Last week I discovered the joys of Josh Thomas’s bittersweet and bright Everything’s Gonna Be Okay. However, as only three episodes are currently on HULU, I was frustrated by hitting a wall of wanting more and having to wait for a new ep to air. Thankfully, this isn’t Thomas’s first dive into the complicated comedy of growing up. Under Hulu’s recommendations, the streaming service for once suggested something actually relevant instead of Family Guy and South Park, shows which I haven’t watched voluntarily in years. Hulu offered Thomas’s Australian precursor Please Like Me (2013-2016), which plays as a perfect sister series to Everything’s Gonna Be Okay.
Beyond both being created by Thomas, the two have very similar DNA. Both series star the affable Aussie as a twenty-something gay man trying his best to care for his family in the face of trauma and tragedy. In Everything’s Gonna Be Okay, Nicholas (Thomas) parents his orphaned half-sisters following the death of their shared father. In Please Like Me, Josh (Thomas) is the chief caretaker for his bipolar mother, who is struggling with suicidal thoughts in the wake of her divorce. Yet despite these deeply dark setups, each series strives to find the funny through observational humor, awkward moments, and defiant exuberance. Each also features a lovable family dog, a very hot and deeply game boyfriend for its male lead, and cathartic moments given oomph by pop music, like dancing to the thwart grief of losing a father or singing Adele to pay tribute to a beloved rooster.
Finally, the episodes of each series tie to the personal passion of its central protagonist. In Everything’s Gonna Be Okay, Nicholas is an entomologist, who keeps beetles and tarantulas in terrariums. As such, the first three episodes boasted names like “Seven-Spotted Ladybug,” “Greenbottle Blue Tarantula,” and “Giant Asian Mantises,” referring to a bug that proved a prop in a pivotal moment for one of its heroes. In Please Like Me, Josh is a dedicated foodie, so every ep has a culinary name, like “Beluga Caviar,” “Truffled Mac and Cheese,” and “Burrito Bowl.” Once more, the title ties to a key scene, in this case where food is the grounding prop in a moment of remembrance, joy, or devastation.
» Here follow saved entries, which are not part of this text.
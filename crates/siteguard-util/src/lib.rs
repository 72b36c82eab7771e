//! Shared utilities for siteguardd
//!
//! This crate provides:
//! - ID types (HostName, TabId, WindowId, ClientId)
//! - Time utilities (mockable wall clock, clock ranges with midnight wraparound, day types)
//! - Host extraction from browser URLs
//! - Default paths for socket, data, and config files

mod host;
mod ids;
mod paths;
mod time;

pub use host::*;
pub use ids::*;
pub use paths::*;
pub use time::*;
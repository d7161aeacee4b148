//! Confirmation Registry — per-request pending confirmations keyed by an
//! opaque id, resolved on extension state report or bounded timeout.
//!
//! The handle is resumed exactly once: the registry removes the entry under
//! a single critical section (the map's mutex), so the report path and the
//! timeout path race to be the one that finds the entry still present —
//! first writer wins.

use std::collections::HashMap;
use std::sync::atomic::{AtomicU64, Ordering};
use std::sync::Mutex;
use std::time::Duration;

use tokio::sync::oneshot;

/// Default confirmation deadline.
pub const T_CONF: Duration = Duration::from_secs(3);

/// Opaque identifier for a pending confirmation, unique for the process
/// lifetime.
pub type ConfirmationId = u64;

/// Why a confirmation resolved.
#[derive(Debug, Clone, Copy, PartialEq, Eq)]
pub enum Source {
    Extension,
    Local,
}

/// The outcome delivered to a suspended confirming-toggle handler.
#[derive(Debug, Clone, Copy, PartialEq, Eq)]
pub struct ConfirmationOutcome {
    pub muted: bool,
    pub confirmed: bool,
    pub source: Source,
    pub timed_out: bool,
}

#[derive(Default)]
pub struct ConfirmationRegistry {
    next_id: AtomicU64,
    pending: Mutex<HashMap<ConfirmationId, oneshot::Sender<ConfirmationOutcome>>>,
}

impl ConfirmationRegistry {
    pub fn new() -> Self {
        ConfirmationRegistry::default()
    }

    /// Register a new pending confirmation for `expected_new_state`, returning
    /// its id and a receiver the HTTP handler awaits (raced against a timer).
    pub fn register(&self) -> (ConfirmationId, oneshot::Receiver<ConfirmationOutcome>) {
        let id = self.next_id.fetch_add(1, Ordering::SeqCst);
        let (tx, rx) = oneshot::channel();
        self.pending.lock().unwrap().insert(id, tx);
        (id, rx)
    }

    /// Resolve *every* currently pending confirmation with the reported
    /// state (extension state report). Returns how many were resolved.
    pub fn resolve_all(&self, muted: bool) -> usize {
        let pending = std::mem::take(&mut *self.pending.lock().unwrap());
        let count = pending.len();
        for (_, tx) in pending {
            let _ = tx.send(ConfirmationOutcome {
                muted,
                confirmed: true,
                source: Source::Extension,
                timed_out: false,
            });
        }
        count
    }

    /// Resolve a single id on timeout, with the optimistic state that was
    /// already applied to BridgeState. No-op if the id was already resolved
    /// by a report (first-writer-wins via `remove`).
    pub fn resolve_timeout(&self, id: ConfirmationId, optimistic_muted: bool) {
        if let Some(tx) = self.pending.lock().unwrap().remove(&id) {
            let _ = tx.send(ConfirmationOutcome {
                muted: optimistic_muted,
                confirmed: false,
                source: Source::Local,
                timed_out: true,
            });
        }
    }

    /// Resolve every pending confirmation with `aborted` (process shutdown).
    pub fn abort_all(&self) {
        let pending = std::mem::take(&mut *self.pending.lock().unwrap());
        for (_, tx) in pending {
            drop(tx);
        }
    }

    pub fn pending_count(&self) -> usize {
        self.pending.lock().unwrap().len()
    }
}

/// Await `rx`, racing the confirmation deadline. Returns the report's
/// outcome if it wins, otherwise resolves `id` as a timeout and returns that.
pub async fn await_with_deadline(
    registry: &ConfirmationRegistry,
    id: ConfirmationId,
    rx: oneshot::Receiver<ConfirmationOutcome>,
    optimistic_muted: bool,
    deadline: Duration,
) -> ConfirmationOutcome {
    tokio::select! {
        result = rx => {
            result.unwrap_or(ConfirmationOutcome {
                muted: optimistic_muted,
                confirmed: false,
                source: Source::Local,
                timed_out: false,
            })
        }
        _ = tokio::time::sleep(deadline) => {
            registry.resolve_timeout(id, optimistic_muted);
            ConfirmationOutcome {
                muted: optimistic_muted,
                confirmed: false,
                source: Source::Local,
                timed_out: true,
            }
        }
    }
}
The major difference between the two series is the protagonist’s starting point in his adulting journey. Everything’s Gonna Be Okay introduces Nicholas as an out-and-proud young man who has a vocation in entomology and a plan for his future with a job awaiting him back in Australia, which is derailed when he learns of his father’s terminal cancer diagnosis. So, the series focuses (so far) on Nicholas learning to be a parent to his half-sisters. As such, Please Like Me could be viewed almost like a spiritual prequel, as its characters aren’t nearly as far along in figuring out adulthood.
Please Like Me begins with Josh being dumped by his longtime girlfriend Claire (Caitlin Stasey), which pushes him to come out of the closet. The series follows him through his clumsy first gay romance, subsequent break-up, a string of flirtations, into an open relationship, a hilariously embarrassing threesome, and some app-sparked hook-ups that are more punchlines than promising. Over the course of it all, we witness Josh learning to find his self-worth and what he wants in a relationship.
We also witness this young man, who is long coddled by his father’s money and his friends’ devotion, learn to stand on his own through discovering a vocation and a sense of autonomy. Along the way, there are hijinks and heartbreak, frustrations and friendship, and an awe-inspiring array of scenes that feel sitcom savvy while being breathtakingly authentic. The show manages to weave humor into taboo topics like suicide, HIV testing, rape, and abortion, while never mocking the potential trauma of these moments. There’s a frankness to their depictions, but also a refusal to give in to the bleakness of it all. So, when Nannette’s Hannah Gadsby shows up to play a bestie to Josh’s mom, it seems just right. She blends perfectly into this warm world of smart yet struggling characters, who are so charming and familiar you just want to hang out with them on and on, snacking and snarking. My only complaint about this series is that it ended, and with a cruel abruptness that left me wanting more. Thankfully, there’s Everything’s Gonna Be Okay for that.
Whether its an argument about bread, an emotionally fraught first-time, or a bumbling yet beautiful sing-along, Josh Thomas finds humor in the moments of life where we are so fragile we fear we might break into a million little shards, never to be repaired. Sometimes the characters do break, and so do we - into giggles, into smirking laughter, or ruthless guffaws, or into tears. Within his shows, Thomas recognizes the deep well of sadness that swells within the human heart and reflects his comedy from it, exploring the awkward social interactions, messy arguments, and abrupt moments of bliss that feel like miracles.
Please Like Me seasons 1-4 are all on Hulu.